Failure to Administer Oxygen Therapy as Ordered
Penalty
Summary
The deficiency involves the facility’s failure to administer oxygen therapy as ordered by the physician for a resident with COPD. The resident was admitted with chronic obstructive pulmonary disease and had severely impaired cognition, requiring total staff assistance for all ADLs and mobility. A physician’s order dated 3/27/2026 directed that the resident receive continuous supplemental oxygen at a fixed rate of 2 L/min, with no indication that staff could adjust the flow rate. The resident’s care plan for altered respiratory status related to COPD instructed staff to administer oxygen as ordered. On 3/31/2026, during observations at the bedside at 8:45 a.m. and 9:40 a.m., the resident was noted to be receiving oxygen at 3 L/min, which did not match the physician’s order. An LVN reported that the resident was on 3 L/min when he checked vital signs that morning and stated this was not the ordered rate; he said he reported this to the previous shift’s RN supervisor but was unsure what action was taken.
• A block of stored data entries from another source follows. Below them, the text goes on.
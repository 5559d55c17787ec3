//! TOML level authoring.
//!
//! A level file carries the whole declaration: room templates as ASCII art,
//! room placements, door connections, NPCs, and triggers. [`parse_level`]
//! turns the text into a [`LevelBlueprint`]; structural checks beyond
//! syntax stay with [`LevelBlueprint::build`] and
//! [`validate`](crate::validation::validate).

use std::collections::HashMap;

use serde::Deserialize;
use thiserror::Error;

use dungeon_world::{
    Conversation, ConversationPage, Direction, NpcDefinition, Position, RoomLayout,
    RoomTemplate, TemplateError, Tile,
};

use crate::events::{EventFilter, EventKind};
use crate::level::LevelBlueprint;
use crate::rules::{Action, Condition, HeroStrategy};
use crate::trigger::{StateMatch, Trigger};

/// Errors raised while reading a level file.
#[derive(Debug, Error)]
pub enum LevelFileError {
    #[error("level file is not valid TOML: {0}")]
    Toml(#[from] toml::de::Error),

    #[error(transparent)]
    Template(#[from] TemplateError),

    #[error("room '{room}' uses unknown template '{template}'")]
    UnknownTemplate { room: String, template: String },
}

/// Parse a level file into a blueprint.
pub fn parse_level(text: &str) -> Result<LevelBlueprint, LevelFileError> {
    let file: LevelFile = toml::from_str(text)?;

    let mut templates: HashMap<String, RoomTemplate> = HashMap::new();
    for decl in file.templates {
        let art: Vec<&str> = decl.art.lines().filter(|line| !line.is_empty()).collect();
        templates.insert(decl.name.clone(), RoomTemplate::new(decl.name, &art));
    }

    let mut blueprint = LevelBlueprint::new(file.level.name)
        .initial_state(file.level.initial_state)
        .spawn_room(file.level.spawn_room.as_str());
    for state in file.level.states {
        blueprint = blueprint.state(state);
    }

    for room in file.rooms {
        let template =
            templates
                .get(&room.template)
                .ok_or_else(|| LevelFileError::UnknownTemplate {
                    room: room.id.clone(),
                    template: room.template.clone(),
                })?;
        let origin = Position::new(room.origin[0], room.origin[1]);
        blueprint = blueprint.room(RoomLayout::new(room.id, origin, template)?);
    }

    for conn in file.connections {
        let (room_a, side_a) = conn.from;
        let (room_b, side_b) = conn.to;
        blueprint = blueprint.connect(
            room_a.as_str(),
            side_a.into(),
            room_b.as_str(),
            side_b.into(),
        );
    }

    for npc in file.npcs {
        blueprint = blueprint.npc(npc.into_definition());
    }

    for trigger in file.triggers {
        blueprint = blueprint.trigger(trigger.into_trigger());
    }

    Ok(blueprint)
}

#[derive(Debug, Deserialize)]
struct LevelFile {
    level: LevelDecl,
    #[serde(default)]
    templates: Vec<TemplateDecl>,
    #[serde(default)]
    rooms: Vec<RoomDecl>,
    #[serde(default)]
    connections: Vec<ConnectionDecl>,
    #[serde(default)]
    npcs: Vec<NpcDecl>,
    #[serde(default)]
    triggers: Vec<TriggerDecl>,
}

#[derive(Debug, Deserialize)]
struct LevelDecl {
    name: String,
    states: Vec<String>,
    initial_state: String,
    spawn_room: String,
}

#[derive(Debug, Deserialize)]
struct TemplateDecl {
    name: String,
    art: String,
}

#[derive(Debug, Deserialize)]
struct RoomDecl {
    id: String,
    template: String,
    origin: [i32; 2],
}

#[derive(Debug, Deserialize)]
struct ConnectionDecl {
    from: (String, DirectionDecl),
    to: (String, DirectionDecl),
}

#[derive(Debug, Clone, Copy, Deserialize)]
#[serde(rename_all = "snake_case")]
enum DirectionDecl {
    North,
    South,
    East,
    West,
}

impl From<DirectionDecl> for Direction {
    fn from(decl: DirectionDecl) -> Self {
        match decl {
            DirectionDecl::North => Direction::North,
            DirectionDecl::South => Direction::South,
            DirectionDecl::East => Direction::East,
            DirectionDecl::West => Direction::West,
        }
    }
}

#[derive(Debug, Deserialize)]
struct NpcDecl {
    id: String,
    room: String,
    tile: [i32; 2],
    sprite: String,
    #[serde(default)]
    goal: bool,
    #[serde(default)]
    conversation: Vec<PageDecl>,
}

impl NpcDecl {
    fn into_definition(self) -> NpcDefinition {
        let tile = Position::new(self.tile[0], self.tile[1]);
        let mut def = NpcDefinition::new(self.id, self.room.as_str(), tile, self.sprite);
        if !self.conversation.is_empty() {
            def = def.with_conversation(pages_into_conversation(self.conversation));
        }
        if self.goal {
            def = def.as_goal();
        }
        def
    }
}

#[derive(Debug, Deserialize)]
struct PageDecl {
    speaker: String,
    text: String,
    duration_secs: Option<f32>,
}

fn pages_into_conversation(pages: Vec<PageDecl>) -> Conversation {
    Conversation::new(
        pages
            .into_iter()
            .map(|page| {
                let mut out = ConversationPage::new(page.speaker, page.text);
                if let Some(secs) = page.duration_secs {
                    out = out.with_duration(secs);
                }
                out
            })
            .collect(),
    )
}

#[derive(Debug, Deserialize)]
struct TriggerDecl {
    name: String,
    /// Source state, or `"*"` for any state.
    state: String,
    #[serde(default)]
    conditions: Vec<ConditionDecl>,
    #[serde(default)]
    actions: Vec<ActionDecl>,
    event: EventDecl,
}

impl TriggerDecl {
    fn into_trigger(self) -> Trigger {
        let source = if self.state == "*" {
            StateMatch::Any
        } else {
            StateMatch::in_state(self.state)
        };
        let mut trigger = Trigger::new(self.name, source, self.event.into_filter());
        for condition in self.conditions {
            trigger = trigger.when(condition.into());
        }
        for action in self.actions {
            trigger = trigger.then(action.into_action());
        }
        trigger
    }
}

#[derive(Debug, Deserialize)]
struct EventDecl {
    kind: EventKind,
    npc: Option<String>,
    room: Option<String>,
    tile: Option<[i32; 2]>,
    flag: Option<String>,
    video: Option<String>,
}

impl EventDecl {
    fn into_filter(self) -> EventFilter {
        let mut filter = EventFilter::kind(self.kind);
        if let Some(npc) = self.npc {
            filter = filter.with_npc(npc.as_str());
        }
        if let Some(room) = self.room {
            filter = filter.with_room(room.as_str());
        }
        if let Some(tile) = self.tile {
            filter = filter.with_tile(Position::new(tile[0], tile[1]));
        }
        if let Some(flag) = self.flag {
            filter = filter.with_flag(flag);
        }
        if let Some(video) = self.video {
            filter = filter.with_video(video);
        }
        filter
    }
}

#[derive(Debug, Deserialize)]
#[serde(rename_all = "snake_case")]
enum ConditionDecl {
    FlagSet(String),
    FlagNotSet(String),
}

impl From<ConditionDecl> for Condition {
    fn from(decl: ConditionDecl) -> Self {
        match decl {
            ConditionDecl::FlagSet(flag) => Condition::FlagSet(flag),
            ConditionDecl::FlagNotSet(flag) => Condition::FlagNotSet(flag),
        }
    }
}

#[derive(Debug, Deserialize)]
#[serde(rename_all = "snake_case")]
enum ActionDecl {
    SetFlag(String),
    ClearFlag(String),
    TransitionTo(String),
    EndLevel,
    PlayVideo {
        path: String,
        #[serde(default)]
        start_secs: f32,
        duration_secs: f32,
    },
    ShowConversation(Vec<PageDecl>),
    AddNpc(NpcDecl),
    RemoveNpc(String),
    MoveNpc {
        npc: String,
        room: String,
        tile: [i32; 2],
    },
    PlaceGoal(String),
    RemoveGoal,
    SetTile {
        tile: [i32; 2],
        kind: TileDecl,
    },
    SetHeroStrategy(StrategyDecl),
    ResetHeroMemory,
}

impl ActionDecl {
    fn into_action(self) -> Action {
        match self {
            ActionDecl::SetFlag(flag) => Action::SetFlag(flag),
            ActionDecl::ClearFlag(flag) => Action::ClearFlag(flag),
            ActionDecl::TransitionTo(state) => Action::TransitionTo(state),
            ActionDecl::EndLevel => Action::EndLevel,
            ActionDecl::PlayVideo {
                path,
                start_secs,
                duration_secs,
            } => Action::PlayVideo {
                path,
                start_secs,
                duration_secs,
            },
            ActionDecl::ShowConversation(pages) => {
                Action::ShowConversation(pages_into_conversation(pages))
            }
            ActionDecl::AddNpc(decl) => Action::AddNpc(decl.into_definition()),
            ActionDecl::RemoveNpc(npc) => Action::RemoveNpc(npc.as_str().into()),
            ActionDecl::MoveNpc { npc, room, tile } => Action::MoveNpc {
                npc: npc.as_str().into(),
                room: room.as_str().into(),
                tile: Position::new(tile[0], tile[1]),
            },
            ActionDecl::PlaceGoal(room) => Action::PlaceGoal(room.as_str().into()),
            ActionDecl::RemoveGoal => Action::RemoveGoal,
            ActionDecl::SetTile { tile, kind } => Action::SetTile {
                tile: Position::new(tile[0], tile[1]),
                kind: kind.into(),
            },
            ActionDecl::SetHeroStrategy(strategy) => Action::SetHeroStrategy(strategy.into()),
            ActionDecl::ResetHeroMemory => Action::ResetHeroMemory,
        }
    }
}

#[derive(Debug, Clone, Copy, Deserialize)]
#[serde(rename_all = "snake_case")]
enum TileDecl {
    Void,
    Floor,
    NorthWall,
    SouthWall,
    WestWall,
    EastWall,
    Pillar,
    Door(DirectionDecl),
}

impl From<TileDecl> for Tile {
    fn from(decl: TileDecl) -> Self {
        match decl {
            TileDecl::Void => Tile::Void,
            TileDecl::Floor => Tile::Floor,
            TileDecl::NorthWall => Tile::NorthWall,
            TileDecl::SouthWall => Tile::SouthWall,
            TileDecl::WestWall => Tile::WestWall,
            TileDecl::EastWall => Tile::EastWall,
            TileDecl::Pillar => Tile::Pillar,
            TileDecl::Door(side) => Tile::Door(side.into()),
        }
    }
}

#[derive(Debug, Deserialize)]
#[serde(rename_all = "snake_case")]
enum StrategyDecl {
    GoalSeeking,
    NpcSeeking(String),
}

impl From<StrategyDecl> for HeroStrategy {
    fn from(decl: StrategyDecl) -> Self {
        match decl {
            StrategyDecl::GoalSeeking => HeroStrategy::GoalSeeking,
            StrategyDecl::NpcSeeking(npc) => HeroStrategy::NpcSeeking(npc.as_str().into()),
        }
    }
}

#[cfg(test)]
mod tests {
    use super::*;
    use crate::events::WorldEvent;
    use crate::rules::Command;
    use dungeon_world::RoomId;

    const TWO_ROOM_LEVEL: &str = r#"
[level]
name = "gatehouse"
states = ["start", "open"]
initial_state = "start"
spawn_room = "nave"

[[templates]]
name = "hall"
art = """
1-n-2
w...e
3_s_4
"""

[[rooms]]
id = "nave"
template = "hall"
origin = [0, 0]

[[rooms]]
id = "sanctum"
template = "hall"
origin = [3, 0]

[[connections]]
from = ["nave", "south"]
to = ["sanctum", "north"]

[[npcs]]
id = "keeper"
room = "nave"
tile = [1, 2]
sprite = "robot_priest"

[[npcs.conversation]]
speaker = "Keeper"
text = "The gate answers to those who ask."
duration_secs = 3.5

[[triggers]]
name = "ask the keeper"
state = "start"
conditions = [{ flag_not_set = "asked" }]
actions = [
    { set_flag = "asked" },
    { place_goal = "sanctum" },
    { transition_to = "open" },
]

[triggers.event]
kind = "npc_interaction"
npc = "keeper"

[[triggers]]
name = "reach the goal"
state = "open"
actions = ["end_level"]

[triggers.event]
kind = "hero_enters_room"
room = "sanctum"
"#;

    #[test]
    fn test_parse_builds_and_plays() {
        let blueprint = parse_level(TWO_ROOM_LEVEL).unwrap();
        assert!(crate::validation::validate(&blueprint).is_empty());

        let mut level = blueprint.build().unwrap();
        let commands = level.process_event(&WorldEvent::NpcInteraction {
            npc: "keeper".into(),
        });
        assert_eq!(commands, vec![Command::PlaceGoal(RoomId::new("sanctum"))]);
        assert_eq!(level.current_state(), "open");
        assert!(level.flags().is_set("asked"));

        let commands = level.process_event(&WorldEvent::HeroEntersRoom {
            room: "sanctum".into(),
        });
        assert_eq!(commands, vec![Command::EndLevel]);
        assert!(level.is_complete());
    }

    #[test]
    fn test_npc_declaration_carries_conversation() {
        let blueprint = parse_level(TWO_ROOM_LEVEL).unwrap();
        let keeper = &blueprint.npcs[0];
        let conversation = keeper.conversation.as_ref().unwrap();
        assert_eq!(conversation.pages.len(), 1);
        assert_eq!(conversation.pages[0].speaker, "Keeper");
        assert_eq!(conversation.pages[0].duration_secs, 3.5);
    }

    #[test]
    fn test_unknown_template_reported() {
        let text = r#"
[level]
name = "broken"
states = ["start"]
initial_state = "start"
spawn_room = "nave"

[[rooms]]
id = "nave"
template = "missing"
origin = [0, 0]
"#;
        let err = parse_level(text).unwrap_err();
        assert!(matches!(err, LevelFileError::UnknownTemplate { .. }));
    }

    #[test]
    fn test_bad_toml_reported() {
        assert!(matches!(
            parse_level("level = ").unwrap_err(),
            LevelFileError::Toml(_)
        ));
    }

    #[test]
    fn test_wildcard_state_and_tagged_actions() {
        let text = r#"
[level]
name = "wild"
states = ["start"]
initial_state = "start"
spawn_room = "r"

[[templates]]
name = "cell"
art = """
1-n-2
[...]
3___4
"""

[[rooms]]
id = "r"
template = "cell"
origin = [0, 0]

[[triggers]]
name = "always"
state = "*"
actions = [
    { set_hero_strategy = { npc_seeking = "keeper" } },
    { set_tile = { tile = [1, 1], kind = "pillar" } },
    "reset_hero_memory",
]

[triggers.event]
kind = "level_start"
"#;
        let blueprint = parse_level(text).unwrap();
        let trigger = &blueprint.triggers[0];
        assert_eq!(trigger.source, StateMatch::Any);
        assert_eq!(
            trigger.actions,
            vec![
                Action::SetHeroStrategy(HeroStrategy::NpcSeeking("keeper".into())),
                Action::SetTile {
                    tile: Position::new(1, 1),
                    kind: Tile::Pillar,
                },
                Action::ResetHeroMemory,
            ]
        );
    }
}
Another RN supervisor confirmed there was no documentation in the record to support an increased flow rate or any notification to the physician about the change from 2 L/min to 3 L/min, and reiterated that the order was for a fixed rate of 2 L/min. During a concurrent observation and interview, the prior RN supervisor acknowledged the resident was on 3 L/min and that the flow rate needed to be corrected to match the order. The facility’s oxygen administration policy required staff to verify a physician order, document the flow rate and rationale, and report information per professional standards, which was not followed in this instance.